Analyse de Benjamin Melman, Global Chief Investment Officer-Edmond de Rothschild
Si la guerre se prolonge et s’enracine, elle maintiendra une décote sur les actifs européens ;
Le conflit a changé la perception que nous avions des risques géopolitiques après la pandémie, renforçant notamment la crainte d’une invasion de Taïwan ;
Le ralentissement de la mondialisation signifie une croissance plus faible et une inflation plus élevée, même si certains pays pourraient bénéficier du “nearshoring” ou du “friendshoring”.

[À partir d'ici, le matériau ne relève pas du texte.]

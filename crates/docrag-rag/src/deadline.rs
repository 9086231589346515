//! Deadline and cancellation helpers for collaborator calls

use std::future::Future;
use std::time::Duration;

use tokio_util::sync::CancellationToken;

use docrag_core::ErrorKind;

/// Run `call` under `limit`; on expiry yield `on_timeout(limit)`
pub async fn with_deadline<T, E, F>(
    limit: Duration,
    call: F,
    on_timeout: fn(Duration) -> E,
) -> Result<T, E>
where
    F: Future<Output = Result<T, E>>,
{
    match tokio::time::timeout(limit, call).await {
        Ok(result) => result,
        Err(_) => Err(on_timeout(limit)),
    }
}

/// Race `work` against `cancel`, preferring cancellation when both are ready
pub async fn cancellable<T, F>(cancel: &CancellationToken, work: F) -> Result<T, ErrorKind>
where
    F: Future<Output = Result<T, ErrorKind>>,
{
    tokio::select! {
        biased;
        _ = cancel.cancelled() => Err(ErrorKind::Cancelled),
        result = work => result,
    }
}

#[cfg(test)]
mod tests {
    use super::*;
    use docrag_core::StoreError;

    #[tokio::test]
    async fn test_deadline_expires() {
        let slow = async {
            tokio::time::sleep(Duration::from_secs(5)).await;
            Ok::<_, StoreError>(())
        };
        let err = with_deadline(Duration::from_millis(20), slow, StoreError::Timeout)
            .await
            .unwrap_err();
        assert_eq!(err, StoreError::Timeout(Duration::from_millis(20)));
    }

    #[tokio::test]
    async fn test_deadline_passes_result_through() {
        let fast = async { Err::<(), _>(StoreError::Unavailable("down".to_string())) };
        let err = with_deadline(Duration::from_secs(1), fast, StoreError::Timeout)
            .await
            .unwrap_err();
        assert_eq!(err, StoreError::Unavailable("down".to_string()));
    }

    #[tokio::test]
    async fn test_cancelled_token_wins() {
        let cancel = CancellationToken::new();
        cancel.cancel();

        let result = cancellable(&cancel, async { Ok(42) }).await;
        assert!(matches!(result, Err(ErrorKind::Cancelled)));
    }

    #[tokio::test]
    async fn test_uncancelled_work_completes() {
        let cancel = CancellationToken::new();
        assert_eq!(cancellable(&cancel, async { Ok(7) }).await.unwrap(), 7);
    }
}
//! Prompt template shared by the pipeline

/// Slot replaced by the joined passage texts
pub const CONTEXT_SLOT: &str = "{context}";

/// Slot replaced by the verbatim question
pub const QUESTION_SLOT: &str = "{question}";

/// Separator placed between retrieved passages
pub const CONTEXT_SEPARATOR: &str = "\n---\n";

/// Default grounded-answer template: context first, then the question
pub const DEFAULT_PROMPT_TEMPLATE: &str = "Answer the question based only on the following context:

{context}

---

Answer the question based on the above context: {question}";
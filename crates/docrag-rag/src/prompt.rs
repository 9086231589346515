//! Prompt assembly

use docrag_core::{
    CONTEXT_SEPARATOR, CONTEXT_SLOT, ConfigError, DEFAULT_PROMPT_TEMPLATE, QUESTION_SLOT,
    RetrievedPassage,
};

#[derive(Debug, Clone, PartialEq, Eq)]
enum Piece {
    Text(String),
    Context,
    Question,
}

/// Renders a prompt template from retrieved passages and a question
///
/// The template is parsed once into literal text and slots, so text coming
/// from passages or the question is never itself treated as a slot.
#[derive(Debug, Clone, PartialEq, Eq)]
pub struct PromptAssembler {
    pieces: Vec<Piece>,
}

impl PromptAssembler {
    /// Parse `template`, which must contain both `{context}` and `{question}`
    pub fn new(template: &str) -> Result<Self, ConfigError> {
        let pieces = parse(template);

        if !pieces.contains(&Piece::Context) {
            return Err(ConfigError::new(format!("prompt template has no {} slot", CONTEXT_SLOT)));
        }
        if !pieces.contains(&Piece::Question) {
            return Err(ConfigError::new(format!("prompt template has no {} slot", QUESTION_SLOT)));
        }

        Ok(Self { pieces })
    }

    /// Fill the template with `passages` (best first) and `question`
    pub fn assemble(&self, passages: &[RetrievedPassage], question: &str) -> String {
        let context = passages
            .iter()
            .map(|p| p.text.as_str())
            .collect::<Vec<_>>()
            .join(CONTEXT_SEPARATOR);

        let mut prompt = String::new();
        for piece in &self.pieces {
            match piece {
                Piece::Text(text) => prompt.push_str(text),
                Piece::Context => prompt.push_str(&context),
                Piece::Question => prompt.push_str(question),
            }
        }
        prompt
    }
}

impl Default for PromptAssembler {
    fn default() -> Self {
        Self {
            pieces: parse(DEFAULT_PROMPT_TEMPLATE),
        }
    }
}

/// Render the default template
pub fn assemble(passages: &[RetrievedPassage], question: &str) -> String {
    PromptAssembler::default().assemble(passages, question)
}

fn parse(template: &str) -> Vec<Piece> {
    let mut pieces = Vec::new();
    let mut rest = template;

    loop {
        let next = [(CONTEXT_SLOT, Piece::Context), (QUESTION_SLOT, Piece::Question)]
            .into_iter()
            .filter_map(|(slot, piece)| rest.find(slot).map(|at| (at, slot.len(), piece)))
            .min_by_key(|(at, _, _)| *at);

        match next {
            Some((at, len, piece)) => {
                if at > 0 {
                    pieces.push(Piece::Text(rest[..at].to_string()));
                }
                pieces.push(piece);
                rest = &rest[at + len..];
            }
            None => {
                if !rest.is_empty() {
                    pieces.push(Piece::Text(rest.to_string()));
                }
                return pieces;
            }
        }
    }
}
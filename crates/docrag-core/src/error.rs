//! Error types for the docrag pipeline
//!
//! Every collaborator has its own error enum so callers can tell whether a
//! fault came from the embedding backend, the vector store or the language
//! model. `ErrorKind` is the umbrella the pipeline reports, and
//! `PipelineError` pins it to the stage that was being entered.

use std::time::Duration;

use thiserror::Error;

use crate::types::Stage;

/// Result type alias using the umbrella error kind
pub type Result<T> = std::result::Result<T, ErrorKind>;

/// Invalid chunker configuration
#[derive(Error, Debug, Clone, PartialEq, Eq)]
pub enum ChunkingError {
    #[error("chunk size must be greater than zero")]
    ZeroChunkSize,

    #[error("chunk overlap ({overlap_chars}) must be smaller than chunk size ({max_chars})")]
    OverlapTooLarge {
        max_chars: usize,
        overlap_chars: usize,
    },
}

/// Failures of an embedding backend
#[derive(Error, Debug, Clone, PartialEq)]
pub enum EmbeddingError {
    #[error("embedding request timed out after {0:?}")]
    Timeout(Duration),

    #[error("embedding model not found: {0}")]
    ModelNotFound(String),

    #[error("embedding transport failure: {0}")]
    TransportFailure(String),

    #[error("embedding decode failure: {0}")]
    DecodeFailure(String),
}

/// Failures of a vector store
#[derive(Error, Debug, Clone, PartialEq)]
pub enum StoreError {
    #[error("vector dimension mismatch: store holds {expected}-d vectors, got {actual}-d")]
    DimensionMismatch { expected: usize, actual: usize },

    #[error("vector store call timed out after {0:?}")]
    Timeout(Duration),

    #[error("vector store unavailable: {0}")]
    Unavailable(String),
}

/// Failures of a language model backend
#[derive(Error, Debug, Clone, PartialEq)]
pub enum GenerationError {
    #[error("generation request timed out after {0:?}")]
    Timeout(Duration),

    #[error("generation model not found: {0}")]
    ModelNotFound(String),

    #[error("generation transport failure: {0}")]
    TransportFailure(String),

    #[error("generation decode failure: {0}")]
    DecodeFailure(String),
}

/// Invalid configuration value
#[derive(Error, Debug, Clone, PartialEq, Eq)]
#[error("configuration error: {0}")]
pub struct ConfigError(pub String);

impl ConfigError {
    pub fn new(message: impl Into<String>) -> Self {
        Self(message.into())
    }
}

/// Retrieval failures, carrying the collaborator error untouched
#[derive(Error, Debug, Clone, PartialEq)]
pub enum RetrievalError {
    #[error(transparent)]
    Embedding(#[from] EmbeddingError),

    #[error(transparent)]
    Store(#[from] StoreError),
}

/// Every error a pipeline run can end with
#[derive(Error, Debug)]
pub enum ErrorKind {
    #[error(transparent)]
    Chunking(#[from] ChunkingError),

    #[error(transparent)]
    Embedding(#[from] EmbeddingError),

    #[error(transparent)]
    Store(#[from] StoreError),

    #[error(transparent)]
    Generation(#[from] GenerationError),

    #[error(transparent)]
    Config(#[from] ConfigError),

    #[error("IO error: {0}")]
    Io(#[from] std::io::Error),

    #[error("run cancelled")]
    Cancelled,
}

impl From<RetrievalError> for ErrorKind {
    fn from(err: RetrievalError) -> Self {
        match err {
            RetrievalError::Embedding(e) => ErrorKind::Embedding(e),
            RetrievalError::Store(e) => ErrorKind::Store(e),
        }
    }
}

/// Terminal error of a pipeline run
#[derive(Error, Debug)]
#[error("pipeline failed while {stage}: {source}")]
pub struct PipelineError {
    /// Stage the run was trying to reach
    pub stage: Stage,
    #[source]
    pub source: ErrorKind,
}

impl PipelineError {
    pub fn new(stage: Stage, source: impl Into<ErrorKind>) -> Self {
        Self {
            stage,
            source: source.into(),
        }
    }

    pub fn is_cancelled(&self) -> bool {
        matches!(self.source, ErrorKind::Cancelled)
    }
}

La guerre a renforcé la tendance baissière sur les actifs européens, atténuée au cours des dernières semaines, grâce à un hiver doux, une baisse des prix de l’énergie et la réouverture de la Chine. Elle a également augmenté les coûts énergétiques pour l’Europe par rapport aux autres régions du monde, entraînant un désavantage structurel pour l’industrie européenne. Cette hausse du coût de l’énergie a accentué les pressions inflationnistes en Europe et justifie une prime sur les perspectives inflationnistes européennes et donc une certaine décote sur les actifs européens. Certaines entreprises ont utilisé leur pouvoir de fixation des prix pour augmenter leurs marges, mais il s’agit plutôt d’un phénomène ponctuel, car l’excès d’épargne s’estompe. Il semble qu’il sera beaucoup plus difficile d’augmenter les prix de vente que l’année dernière. Si la guerre se prolonge et s’enracine, elle maintiendra une décote sur les actifs européens.

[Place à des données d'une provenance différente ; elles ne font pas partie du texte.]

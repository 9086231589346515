//! Query-time retrieval

use std::sync::Arc;
use std::time::Duration;

use tracing::debug;

use docrag_core::{EmbeddingClient, EmbeddingError, RetrievalError, RetrievedPassage, StoreError, VectorStore};

use crate::deadline::with_deadline;

/// Embeds a question and looks up its nearest passages
pub struct Retriever<E: ?Sized, S: ?Sized> {
    embedder: Arc<E>,
    store: Arc<S>,
    call_timeout: Duration,
}

impl<E: ?Sized, S: ?Sized> Clone for Retriever<E, S> {
    fn clone(&self) -> Self {
        Self {
            embedder: Arc::clone(&self.embedder),
            store: Arc::clone(&self.store),
            call_timeout: self.call_timeout,
        }
    }
}

impl<E, S> Retriever<E, S>
where
    E: EmbeddingClient + ?Sized,
    S: VectorStore + ?Sized,
{
    pub fn new(embedder: Arc<E>, store: Arc<S>, call_timeout: Duration) -> Self {
        Self {
            embedder,
            store,
            call_timeout,
        }
    }

    /// Top `k` passages for `question`, best first
    pub async fn retrieve(&self, question: &str, k: usize) -> Result<Vec<RetrievedPassage>, RetrievalError> {
        let query = with_deadline(
            self.call_timeout,
            self.embedder.embed_query(question),
            EmbeddingError::Timeout,
        )
        .await?;

        let mut passages = with_deadline(
            self.call_timeout,
            self.store.search(&query, k),
            StoreError::Timeout,
        )
        .await?;
        passages.truncate(k);

        debug!(k, found = passages.len(), "retrieved passages");
        Ok(passages)
    }
}
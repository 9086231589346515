use anyhow::Result;
use clap::{Parser, ValueEnum};
use colored::*;
use std::path::PathBuf;
use std::sync::Arc;
use tokio_util::sync::CancellationToken;
use tracing::{error, info, warn};
use tracing_subscriber::EnvFilter;

use docrag_core::{EmbeddingClient, LanguageModel, VectorStore};
use docrag_ollama::{OllamaConfig, OllamaEmbedder, OllamaGenerator};
use docrag_rag::{
    HashEmbedder, InMemoryVectorStore, Pipeline, PipelineConfig, QdrantVectorStore, StoreConfig,
};

const DEFAULT_QUESTION: &str = "How many chapters in the Alice's Adventures in Wonderland?";

#[derive(Clone, Copy, Debug, ValueEnum)]
enum StoreKind {
    /// Keep passages in process memory
    Memory,
    /// Use the Qdrant collection named by DOCRAG_INDEX_NAME
    Qdrant,
}

#[derive(Clone, Copy, Debug, ValueEnum)]
enum EmbedderKind {
    /// Ollama embedding model (DOCRAG_EMBEDDING_MODEL)
    Ollama,
    /// Offline feature hashing, no model server needed
    Hash,
}

#[derive(Parser)]
#[command(name = "docrag")]
#[command(about = "Answer a question from a single document with retrieval-augmented generation", long_about = None)]
struct Cli {
    /// Markdown or text file to index
    #[arg(short, long, default_value = "data.md")]
    file: PathBuf,

    /// Question to answer
    #[arg(short, long, default_value = DEFAULT_QUESTION)]
    question: String,

    /// Passages to retrieve (overrides DOCRAG_TOP_K)
    #[arg(short = 'k', long, value_parser = clap::value_parser!(u64).range(1..))]
    top_k: Option<u64>,

    /// Where indexed passages are stored
    #[arg(long, value_enum, default_value_t = StoreKind::Memory)]
    store: StoreKind,

    /// How passages and questions are embedded
    #[arg(long, value_enum, default_value_t = EmbedderKind::Ollama)]
    embedder: EmbedderKind,

    /// Print the assembled prompt before the answer
    #[arg(long)]
    show_prompt: bool,
}

#[tokio::main]
async fn main() -> Result<()> {
    dotenvy::dotenv().ok();
    tracing_subscriber::fmt()
        .with_env_filter(EnvFilter::try_from_default_env().unwrap_or_else(|_| EnvFilter::new("info")))
        .with_target(false)
        .init();

    let cli = Cli::parse();

    let mut config = PipelineConfig::from_env()?;
    if let Some(top_k) = cli.top_k {
        config = config.with_top_k(top_k as usize);
    }

    let ollama = OllamaConfig::from_env()?;

    let embedder: Arc<dyn EmbeddingClient> = match cli.embedder {
        EmbedderKind::Ollama => Arc::new(OllamaEmbedder::new(&ollama)?),
        EmbedderKind::Hash => Arc::new(HashEmbedder::default()),
    };
    let store: Arc<dyn VectorStore> = match cli.store {
        StoreKind::Memory => Arc::new(InMemoryVectorStore::new()),
        StoreKind::Qdrant => Arc::new(QdrantVectorStore::new(&StoreConfig::from_env()?)?),
    };
    let llm: Arc<dyn LanguageModel> = Arc::new(OllamaGenerator::new(&ollama)?);

    let pipeline = Pipeline::new(config, embedder, store, llm)?;

    let cancel = CancellationToken::new();
    let on_interrupt = cancel.clone();
    tokio::spawn(async move {
        if tokio::signal::ctrl_c().await.is_ok() {
            on_interrupt.cancel();
        }
    });

    info!(file = %cli.file.display(), top_k = pipeline.config().top_k, "starting run");
    println!("{} Indexing {}", "📄".blue(), cli.file.display());

    let answer = match pipeline.run_file(&cli.file, &cli.question, &cancel).await {
        Ok(answer) => answer,
        Err(e) if e.is_cancelled() => {
            warn!(stage = %e.stage, "run cancelled");
            println!("{} Cancelled while {}", "⏹️".yellow(), e.stage);
            return Ok(());
        }
        Err(e) => {
            error!(stage = %e.stage, error = %e, "run failed");
            return Err(e.into());
        }
    };

    println!(
        "{} Indexed {} chunks, retrieved {} passages",
        "✅".green(),
        answer.chunks_indexed,
        answer.passages.len()
    );

    if cli.show_prompt {
        println!("\n{}", "Prompt:".bold());
        println!("{}", answer.prompt.dimmed());
    }

    println!("\n{}", "Answer from the model:".bold().green());
    println!("{}", answer.completion);

    Ok(())
}

#[cfg(test)]
mod tests {
    use super::*;

    #[test]
    fn test_top_k_flag() {
        let cli = Cli::try_parse_from(["docrag", "--top-k", "3"]).unwrap();
        assert_eq!(cli.top_k, Some(3));

        let cli = Cli::try_parse_from(["docrag", "-k", "1"]).unwrap();
        assert_eq!(cli.top_k, Some(1));
    }

    #[test]
    fn test_top_k_flag_rejects_zero() {
        assert!(Cli::try_parse_from(["docrag", "--top-k", "0"]).is_err());
        assert!(Cli::try_parse_from(["docrag", "-k", "0"]).is_err());
    }

    #[test]
    fn test_defaults() {
        let cli = Cli::try_parse_from(["docrag"]).unwrap();
        assert_eq!(cli.file, PathBuf::from("data.md"));
        assert_eq!(cli.question, DEFAULT_QUESTION);
        assert_eq!(cli.top_k, None);
    }
}
//! Core traits and types for docrag
//!
//! This crate defines the data model, the error taxonomy and the capability
//! traits (`EmbeddingClient`, `VectorStore`, `LanguageModel`) that the
//! pipeline composes. Concrete backends live in sibling crates, which keeps
//! the pipeline testable against in-process fakes.

pub mod config;
pub mod embedding;
pub mod error;
pub mod llm;
pub mod prompt;
pub mod types;
pub mod vector_store;

#[cfg(test)]
mod tests;

pub use embedding::EmbeddingClient;
pub use error::{
    ChunkingError, ConfigError, EmbeddingError, ErrorKind, GenerationError, PipelineError,
    Result, RetrievalError, StoreError,
};
pub use llm::{GenerationConfig, LanguageModel};
pub use prompt::{CONTEXT_SEPARATOR, CONTEXT_SLOT, DEFAULT_PROMPT_TEMPLATE, QUESTION_SLOT};
pub use types::*;
pub use vector_store::VectorStore;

La guerre a changé la perception que nous avions des risques géopolitiques après la pandémie. Elle a rendu possible ce qui semblait presque impossible et a donc renforcé la prise de conscience liée à une invasion potentielle de Taïwan. L’augmentation du risque géopolitique exerce une pression forte sur les stratégies des entreprises et sur l’organisation des chaînes d’approvisionnement. C’est un vent contraire important pour la mondialisation. Une mondialisation au ralenti signifie une croissance plus faible et une inflation plus élevée. Si la situation est globalement négative pour tout le monde, certains pays pourraient bénéficier du “nearshoring” ou “friendshoring” (construction de nouvelles usines plus proches géographiquement), par exemple en Europe de l’Est, en Afrique du Nord… Davantage d’usines européennes pourraient également revenir sur le Vieux Continent, mais nous devons garder à l’esprit que l’IRA américain (Inflation Reduction Act) a le pouvoir d’attirer certaines entreprises européennes aux États-Unis.